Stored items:
[Start of Attachment]
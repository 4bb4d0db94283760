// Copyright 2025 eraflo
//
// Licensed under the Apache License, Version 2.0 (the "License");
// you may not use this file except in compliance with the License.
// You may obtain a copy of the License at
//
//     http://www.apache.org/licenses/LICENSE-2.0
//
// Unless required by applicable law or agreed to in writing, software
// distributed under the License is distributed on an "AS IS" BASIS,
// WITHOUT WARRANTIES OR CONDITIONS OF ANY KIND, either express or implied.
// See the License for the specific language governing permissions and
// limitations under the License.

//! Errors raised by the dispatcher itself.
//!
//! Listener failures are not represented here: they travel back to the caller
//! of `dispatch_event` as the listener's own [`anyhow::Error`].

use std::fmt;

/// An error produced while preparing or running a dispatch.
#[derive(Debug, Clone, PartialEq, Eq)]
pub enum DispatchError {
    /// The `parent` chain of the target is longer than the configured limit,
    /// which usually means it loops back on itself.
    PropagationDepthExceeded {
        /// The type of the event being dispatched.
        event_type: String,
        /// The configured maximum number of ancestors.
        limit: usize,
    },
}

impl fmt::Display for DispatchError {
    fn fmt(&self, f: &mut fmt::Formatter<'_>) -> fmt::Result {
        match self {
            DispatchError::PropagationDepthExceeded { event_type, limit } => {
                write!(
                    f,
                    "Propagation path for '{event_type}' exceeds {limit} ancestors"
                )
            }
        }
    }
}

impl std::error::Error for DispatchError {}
[End of Attachment]
[Start of Attachment]
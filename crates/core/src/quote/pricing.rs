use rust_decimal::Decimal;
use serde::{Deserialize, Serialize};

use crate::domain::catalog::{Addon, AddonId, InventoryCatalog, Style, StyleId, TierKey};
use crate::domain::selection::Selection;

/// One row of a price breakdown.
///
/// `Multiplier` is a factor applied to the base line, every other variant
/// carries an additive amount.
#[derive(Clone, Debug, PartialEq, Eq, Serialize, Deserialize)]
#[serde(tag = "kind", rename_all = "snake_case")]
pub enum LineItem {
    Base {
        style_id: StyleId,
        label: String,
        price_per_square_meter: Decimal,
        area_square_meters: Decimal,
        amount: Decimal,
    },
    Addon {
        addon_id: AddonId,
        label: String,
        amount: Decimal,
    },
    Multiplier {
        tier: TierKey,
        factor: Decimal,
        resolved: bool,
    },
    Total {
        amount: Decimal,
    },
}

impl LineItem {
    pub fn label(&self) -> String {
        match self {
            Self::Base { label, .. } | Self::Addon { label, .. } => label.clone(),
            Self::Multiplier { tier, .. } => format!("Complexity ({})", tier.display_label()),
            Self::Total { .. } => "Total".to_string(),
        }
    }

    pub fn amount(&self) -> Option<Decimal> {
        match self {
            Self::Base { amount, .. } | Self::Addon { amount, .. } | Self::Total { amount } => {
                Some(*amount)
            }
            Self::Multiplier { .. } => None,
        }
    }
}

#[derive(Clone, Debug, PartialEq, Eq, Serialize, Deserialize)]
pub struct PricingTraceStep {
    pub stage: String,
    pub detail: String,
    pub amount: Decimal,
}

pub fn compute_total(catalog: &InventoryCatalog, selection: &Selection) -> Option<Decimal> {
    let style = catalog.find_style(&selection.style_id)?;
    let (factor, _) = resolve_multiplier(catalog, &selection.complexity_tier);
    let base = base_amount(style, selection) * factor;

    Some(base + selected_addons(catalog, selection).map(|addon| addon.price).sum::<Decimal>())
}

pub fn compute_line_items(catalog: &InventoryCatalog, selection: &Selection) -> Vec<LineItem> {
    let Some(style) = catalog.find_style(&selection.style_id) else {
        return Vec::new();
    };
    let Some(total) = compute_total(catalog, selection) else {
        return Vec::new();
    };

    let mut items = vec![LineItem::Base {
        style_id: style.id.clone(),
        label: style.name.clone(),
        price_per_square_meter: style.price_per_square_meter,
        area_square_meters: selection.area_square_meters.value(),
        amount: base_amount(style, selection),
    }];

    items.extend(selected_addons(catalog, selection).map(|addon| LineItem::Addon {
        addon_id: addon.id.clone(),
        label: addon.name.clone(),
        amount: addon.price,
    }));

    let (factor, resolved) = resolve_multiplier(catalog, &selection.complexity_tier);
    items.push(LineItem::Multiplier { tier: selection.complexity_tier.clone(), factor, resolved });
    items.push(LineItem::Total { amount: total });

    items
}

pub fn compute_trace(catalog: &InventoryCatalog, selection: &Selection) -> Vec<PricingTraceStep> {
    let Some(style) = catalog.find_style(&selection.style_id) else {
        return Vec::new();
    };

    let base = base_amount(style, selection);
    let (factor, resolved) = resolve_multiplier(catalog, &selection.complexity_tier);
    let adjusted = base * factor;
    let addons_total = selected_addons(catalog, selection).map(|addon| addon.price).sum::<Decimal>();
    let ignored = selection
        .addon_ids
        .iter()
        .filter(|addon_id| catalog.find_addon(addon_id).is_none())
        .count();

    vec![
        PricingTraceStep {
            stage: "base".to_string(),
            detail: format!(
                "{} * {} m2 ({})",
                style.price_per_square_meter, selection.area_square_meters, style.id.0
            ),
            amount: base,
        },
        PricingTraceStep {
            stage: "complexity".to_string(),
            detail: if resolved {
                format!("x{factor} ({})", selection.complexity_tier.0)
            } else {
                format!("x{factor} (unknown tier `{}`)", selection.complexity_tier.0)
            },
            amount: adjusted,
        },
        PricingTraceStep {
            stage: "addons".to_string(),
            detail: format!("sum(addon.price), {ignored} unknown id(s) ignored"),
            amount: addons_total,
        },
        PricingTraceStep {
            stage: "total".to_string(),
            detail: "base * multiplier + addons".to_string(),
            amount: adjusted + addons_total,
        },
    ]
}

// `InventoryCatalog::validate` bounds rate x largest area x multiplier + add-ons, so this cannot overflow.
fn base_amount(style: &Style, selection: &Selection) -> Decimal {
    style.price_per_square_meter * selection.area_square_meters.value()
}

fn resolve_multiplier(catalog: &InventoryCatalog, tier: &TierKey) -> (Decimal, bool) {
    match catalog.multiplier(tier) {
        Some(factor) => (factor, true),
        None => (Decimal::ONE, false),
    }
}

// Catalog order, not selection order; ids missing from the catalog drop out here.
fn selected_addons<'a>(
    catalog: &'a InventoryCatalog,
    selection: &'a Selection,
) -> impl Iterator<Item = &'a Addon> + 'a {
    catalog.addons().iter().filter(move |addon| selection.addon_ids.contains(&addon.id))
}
[End of Attachment]
TASK INSTRUCTIONS: Using the entries above, return exactly the lines from the line with "repository 4bb4d0db94283760" to the line with "express or implied.", counting both of those lines.

WRITTEN REPLY:
repository 4bb4d0db94283760
// Copyright 2025 eraflo
//
// Licensed under the Apache License, Version 2.0 (the "License");
// you may not use this file except in compliance with the License.
// You may obtain a copy of the License at
//
//     http://www.apache.org/licenses/LICENSE-2.0
//
// Unless required by applicable law or agreed to in writing, software
// distributed under the License is distributed on an "AS IS" BASIS,
// WITHOUT WARRANTIES OR CONDITIONS OF ANY KIND, either express or implied.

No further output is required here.